The Final Programme is a 1973 British science-fiction film with a strong blackly comic element. It was released in the United States under the title The Last Days of Man On Earth. Based on a Michael Moorcock novel, it’s adapted, directed and designed by Robert Fuest, who cut his teeth on cult TV series The Avengers.

At some unspecified time in the future, a brilliant scientist dies with his secret computer programme, The Final Programme (a method for creating a perfect, self-replicating human being) stored on a microfilm and hidden away. His son, Jerry Cornelius (Jon Finch), both playboy billionaire and physicist, finds himself aiding less scrupulous scientists in recovering the microfilm in an attempt to realise his father’s work. One problem: the microfilm is tracked to his father’s old house, which is full of nasty booby traps, and occupied by Jerry’s psychotic and drug-addicted brother Frank, who is holding their sister Catherine hostage.

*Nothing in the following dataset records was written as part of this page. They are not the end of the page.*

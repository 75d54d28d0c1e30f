use std::fmt;

/// Money is represented as integer cents to avoid floating-point precision issues.
/// 1 unit = 100 cents, so 70.00 = 7000 cents.
pub type Cents = i64;

/// Largest amount a single transaction may carry: one trillion units.
/// Keeps every sum the ledger computes well inside `i64`.
pub const MAX_AMOUNT: Cents = 100_000_000_000_000;

/// Format cents as a human-readable amount.
/// Example: 7000 -> "70.00", -1234 -> "-12.34"
pub fn format_cents(cents: Cents) -> String {
    let sign = if cents < 0 { "-" } else { "" };
    let abs_cents = cents.abs();
    let units = abs_cents / 100;
    let remainder = abs_cents % 100;
    format!("{}{}.{:02}", sign, units, remainder)
}

/// Parse a decimal string into cents.
/// Example: "50.00" -> 5000, "12.5" -> 1250, "100" -> 10000
pub fn parse_cents(input: &str) -> Result<Cents, ParseCentsError> {
    let input = input.trim();
    let negative = input.starts_with('-');
    let input = input.trim_start_matches('-');

    let (units_str, decimal_str) = match input.split_once('.') {
        Some((units, decimals)) => (units, decimals),
        None => (input, ""),
    };
    if decimal_str.contains('.') || (units_str.is_empty() && decimal_str.is_empty()) {
        return Err(ParseCentsError::InvalidFormat);
    }
    if !units_str.chars().all(|c| c.is_ascii_digit())
        || !decimal_str.chars().all(|c| c.is_ascii_digit())
    {
        return Err(ParseCentsError::InvalidFormat);
    }

    let units: i64 = if units_str.is_empty() {
        0
    } else {
        units_str
            .parse()
            .map_err(|_| ParseCentsError::InvalidFormat)?
    };

    // Pad or truncate the fractional part to 2 digits
    let decimal_cents: i64 = match decimal_str.len() {
        0 => 0,
        1 => decimal_str[..1]
            .parse::<i64>()
            .map_err(|_| ParseCentsError::InvalidFormat)?
            * 10,
        _ => decimal_str[..2]
            .parse()
            .map_err(|_| ParseCentsError::InvalidFormat)?,
    };

    let cents = units
        .checked_mul(100)
        .and_then(|c| c.checked_add(decimal_cents))
        .ok_or(ParseCentsError::Overflow)?;
    Ok(if negative { -cents } else { cents })
}

/// Convert a decimal amount in currency units to cents, rounding to the nearest cent.
pub fn cents_from_units(units: f64) -> Option<Cents> {
    let cents = (units * 100.0).round();
    if cents.is_finite() && cents.abs() < i64::MAX as f64 {
        Some(cents as Cents)
    } else {
        None
    }
}

/// Convert cents to a decimal amount in currency units.
pub fn cents_to_units(cents: Cents) -> f64 {
    cents as f64 / 100.0
}

#[derive(Debug, Clone, PartialEq, Eq)]
pub enum ParseCentsError {
    InvalidFormat,
    Overflow,
}

impl fmt::Display for ParseCentsError {
    fn fmt(&self, f: &mut fmt::Formatter<'_>) -> fmt::Result {
        match self {
            ParseCentsError::InvalidFormat => write!(f, "invalid money format"),
            ParseCentsError::Overflow => write!(f, "amount is too large"),
        }
    }
}

impl std::error::Error for ParseCentsError {}

/// Serde adapter storing cents as a JSON number in currency units (`70.5`).
pub mod units {
    use serde::{Deserialize, Deserializer, Serializer, de::Error};

    use super::{Cents, MAX_AMOUNT, cents_from_units, cents_to_units};

    pub fn serialize<S: Serializer>(cents: &Cents, serializer: S) -> Result<S::Ok, S::Error> {
        serializer.serialize_f64(cents_to_units(*cents))
    }

    pub fn deserialize<'de, D: Deserializer<'de>>(deserializer: D) -> Result<Cents, D::Error> {
        let units = f64::deserialize(deserializer)?;
        cents_from_units(units)
            .filter(|cents| cents.abs() <= MAX_AMOUNT)
            .ok_or_else(|| D::Error::custom("amount out of range"))
    }
}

Yeah… don’t worry too much about the plot. It’s daft and hokey (secrets on microfilms being hunted by goodies and baddies – a stock device for many a hack). If you insist on a well-structured story and enjoy credible science in your science-fiction, The Final Programme will not float your boat. The science is ludicrous technobabble concerning solar radiation and super computers (you’re not meant to pay attention to it – that’s how irrelevant it is to the plot).

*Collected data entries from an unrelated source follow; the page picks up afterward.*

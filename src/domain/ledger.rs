use chrono::{DateTime, SubsecRound, TimeZone, Utc};
use serde::Deserialize;
use tracing::{debug, warn};

use super::{
    Cents, DailyAggregates, IdGenerator, MAX_AMOUNT, Transaction, TransactionId,
    compute_daily_aggregates, parse_cents, parse_timestamp,
};

/// Compute the balance from a list of transactions.
/// Balance = sum of income amounts - sum of expense amounts
///
/// Saturates at the `Cents` bounds instead of overflowing; a `Ledger` never
/// holds transactions whose totals get that far.
pub fn compute_balance(transactions: &[Transaction]) -> Cents {
    transactions.iter().fold(0, |balance: Cents, transaction| {
        balance.saturating_add(transaction.signed_amount())
    })
}

/// Parse user-entered text into a positive amount of cents.
pub fn parse_amount(input: &str) -> Result<Cents, LedgerError> {
    let cents = parse_cents(input)
        .map_err(|e| LedgerError::Validation(format!("amount '{}': {}", input.trim(), e)))?;
    check_amount(cents)?;
    Ok(cents)
}

fn check_amount(amount: Cents) -> Result<(), LedgerError> {
    if amount <= 0 {
        return Err(LedgerError::Validation(
            "amount must be positive".to_string(),
        ));
    }
    if amount > MAX_AMOUNT {
        return Err(LedgerError::Validation(format!(
            "amount must not exceed {} cents",
            MAX_AMOUNT
        )));
    }
    Ok(())
}

/// Income and expense sums, each kept within `Cents`.
#[derive(Debug, Clone, Copy, Default, PartialEq, Eq)]
struct Totals {
    income: Cents,
    expense: Cents,
}

impl Totals {
    /// The totals after recording `amount`, or `None` on overflow.
    fn with(self, amount: Cents, is_income: bool) -> Option<Self> {
        if is_income {
            Some(Self {
                income: self.income.checked_add(amount)?,
                ..self
            })
        } else {
            Some(Self {
                expense: self.expense.checked_add(amount)?,
                ..self
            })
        }
    }

    fn balance(self) -> Cents {
        // Both sums are non-negative, so the difference cannot overflow
        self.income - self.expense
    }
}

/// The ordered collection of recorded transactions plus their derived balance.
#[derive(Debug, Clone, Default)]
pub struct Ledger {
    transactions: Vec<Transaction>,
    balance: Cents,
    totals: Totals,
    ids: IdGenerator,
}

impl Ledger {
    pub fn new() -> Self {
        Self::default()
    }

    /// Build a ledger from already validated transactions.
    pub fn from_transactions(transactions: Vec<Transaction>) -> Self {
        let mut ids = IdGenerator::new();
        for transaction in &transactions {
            ids.observe(&transaction.id);
        }
        let mut ledger = Self {
            transactions,
            ids,
            ..Self::default()
        };
        ledger.recompute_balance();
        ledger
    }

    /// Restore a ledger from a persisted payload.
    ///
    /// Never fails: an absent or malformed payload yields an empty ledger,
    /// records missing required fields or carrying a non-positive amount are
    /// dropped, as is any record that would push the totals past `Cents`.
    /// Unusable dates are replaced by `now`.
    pub fn from_payload(payload: Option<&str>, now: DateTime<Utc>) -> Self {
        let Some(payload) = payload else {
            return Self::new();
        };
        let now = now.trunc_subsecs(3);

        let records: Vec<serde_json::Value> = match serde_json::from_str(payload) {
            Ok(records) => records,
            Err(e) => {
                warn!("Stored transactions are not a JSON array, starting empty: {}", e);
                return Self::new();
            }
        };

        let mut transactions = Vec::with_capacity(records.len());
        let mut totals = Totals::default();
        for (index, value) in records.into_iter().enumerate() {
            let record = match serde_json::from_value::<StoredTransaction>(value) {
                Ok(record) => record,
                Err(e) => {
                    warn!("Skipping stored transaction #{}: {}", index, e);
                    continue;
                }
            };
            if record.amount <= 0 {
                warn!(
                    "Skipping stored transaction {}: amount {} is not positive",
                    record.id, record.amount
                );
                continue;
            }
            let Some(next) = totals.with(record.amount, record.is_income) else {
                warn!(
                    "Skipping stored transaction {}: totals would overflow",
                    record.id
                );
                continue;
            };
            totals = next;
            transactions.push(record.into_transaction(now));
        }

        Self::from_transactions(transactions)
    }

    /// Serialize the full transaction sequence for persistence.
    pub fn to_payload(&self) -> Result<String, serde_json::Error> {
        serde_json::to_string(&self.transactions)
    }

    pub fn transactions(&self) -> &[Transaction] {
        &self.transactions
    }

    pub fn balance(&self) -> Cents {
        self.balance
    }

    pub fn len(&self) -> usize {
        self.transactions.len()
    }

    pub fn is_empty(&self) -> bool {
        self.transactions.is_empty()
    }

    pub fn find(&self, id: &str) -> Option<&Transaction> {
        self.transactions.iter().find(|t| t.id == id)
    }

    /// Record a new transaction dated `now`.
    ///
    /// Rejects amounts outside `1..=MAX_AMOUNT`, blank categories, expenses
    /// larger than the current balance and anything that would overflow the
    /// totals; nothing changes when an error is returned.
    pub fn add(
        &mut self,
        amount: Cents,
        category: &str,
        is_income: bool,
        now: DateTime<Utc>,
    ) -> Result<&Transaction, LedgerError> {
        check_amount(amount)?;
        let category = category.trim();
        if category.is_empty() {
            return Err(LedgerError::Validation(
                "category must not be empty".to_string(),
            ));
        }
        if !is_income && amount > self.balance {
            return Err(LedgerError::InsufficientBalance {
                balance: self.balance,
                required: amount,
            });
        }
        let totals = self.totals.with(amount, is_income).ok_or_else(|| {
            LedgerError::Validation("amount would overflow the ledger totals".to_string())
        })?;

        // Stored dates carry millisecond precision
        let now = now.trunc_subsecs(3);
        let transaction = Transaction {
            id: self.ids.next_id(now),
            amount,
            category: category.to_string(),
            is_income,
            date: now,
        };
        debug!(
            "Recording {} of {} cents in '{}' ({})",
            if is_income { "income" } else { "expense" },
            amount,
            transaction.category,
            transaction.id
        );

        self.transactions.push(transaction);
        self.totals = totals;
        self.balance = totals.balance();
        Ok(&self.transactions[self.transactions.len() - 1])
    }

    /// Remove the transaction with the given id, if present.
    pub fn delete(&mut self, id: &str) -> Option<Transaction> {
        let position = self.transactions.iter().position(|t| t.id == id)?;
        let removed = self.transactions.remove(position);
        self.recompute_balance();
        debug!("Deleted transaction {}", removed.id);
        Some(removed)
    }

    /// Remove every transaction. Returns how many were removed.
    pub fn clear(&mut self) -> usize {
        let removed = self.transactions.len();
        self.transactions.clear();
        self.recompute_balance();
        debug!("Cleared {} transactions", removed);
        removed
    }

    pub fn daily_aggregates<Tz: TimeZone>(
        &self,
        window_days: usize,
        reference: &DateTime<Tz>,
    ) -> DailyAggregates {
        compute_daily_aggregates(&self.transactions, window_days, reference)
    }

    fn recompute_balance(&mut self) {
        let income = self
            .transactions
            .iter()
            .filter(|t| t.is_income)
            .fold(0, |sum: Cents, t| sum.saturating_add(t.amount));
        let expense = self
            .transactions
            .iter()
            .filter(|t| !t.is_income)
            .fold(0, |sum: Cents, t| sum.saturating_add(t.amount));
        self.totals = Totals { income, expense };
        self.balance = self.totals.balance();
    }
}

/// A record as found in storage. The date is kept loose so that a bad value
/// can be replaced instead of discarding the whole record.
#[derive(Deserialize)]
#[serde(rename_all = "camelCase")]
struct StoredTransaction {
    id: TransactionId,
    #[serde(with = "super::money::units")]
    amount: Cents,
    category: String,
    is_income: bool,
    #[serde(default)]
    date: Option<serde_json::Value>,
}

impl StoredTransaction {
    fn into_transaction(self, now: DateTime<Utc>) -> Transaction {
        let date = match &self.date {
            Some(serde_json::Value::String(raw)) => match parse_timestamp(raw) {
                Ok(date) => date,
                Err(e) => {
                    warn!("Transaction {}: {}, using current time", self.id, e);
                    now
                }
            },
            other => {
                warn!(
                    "Transaction {}: unusable date {:?}, using current time",
                    self.id, other
                );
                now
            }
        };

        Transaction {
            id: self.id,
            amount: self.amount,
            category: self.category,
            is_income: self.is_income,
            date,
        }
    }
}

#[derive(Debug, Clone, PartialEq, Eq)]
pub enum LedgerError {
    /// Missing or invalid amount or category.
    Validation(String),
    /// An expense larger than the current balance.
    InsufficientBalance { balance: Cents, required: Cents },
}

impl std::fmt::Display for LedgerError {
    fn fmt(&self, f: &mut std::fmt::Formatter<'_>) -> std::fmt::Result {
        match self {
            LedgerError::Validation(reason) => write!(f, "Invalid transaction: {}", reason),
            LedgerError::InsufficientBalance { balance, required } => write!(
                f,
                "Insufficient balance: {} cents available, {} cents required",
                balance, required
            ),
        }
    }
}

impl std::error::Error for LedgerError {}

However, and it’s a big however, The Final Programme, watched perhaps with a few glasses of wine, is enormous fun, and much more humorous than it has any right to be. It’s also aesthetically very nicely put together. Robert Fuest’s stamp is all over the film. Not only did he direct it and adapt the book for the screen, but he designed it too. And the sets are absolutely stunning! There’s a brilliantly realised feeling of space lending the film a more epic feel than the limited budget should have allowed. The costumes are excellent too, with Jon Finch running around in a velvet jacket, black gloves and frilly shirt, looking like a cross between Jimi Hendrix and Jon Pertwee. Finch (who should have been a massive star, especially after playing the lead in Hitchcock’s hugely underrated Frenzy, though he never quite reached the heights he should have) is a wonderful lead. He’s devilishly handsome, charming, charismatic and funny.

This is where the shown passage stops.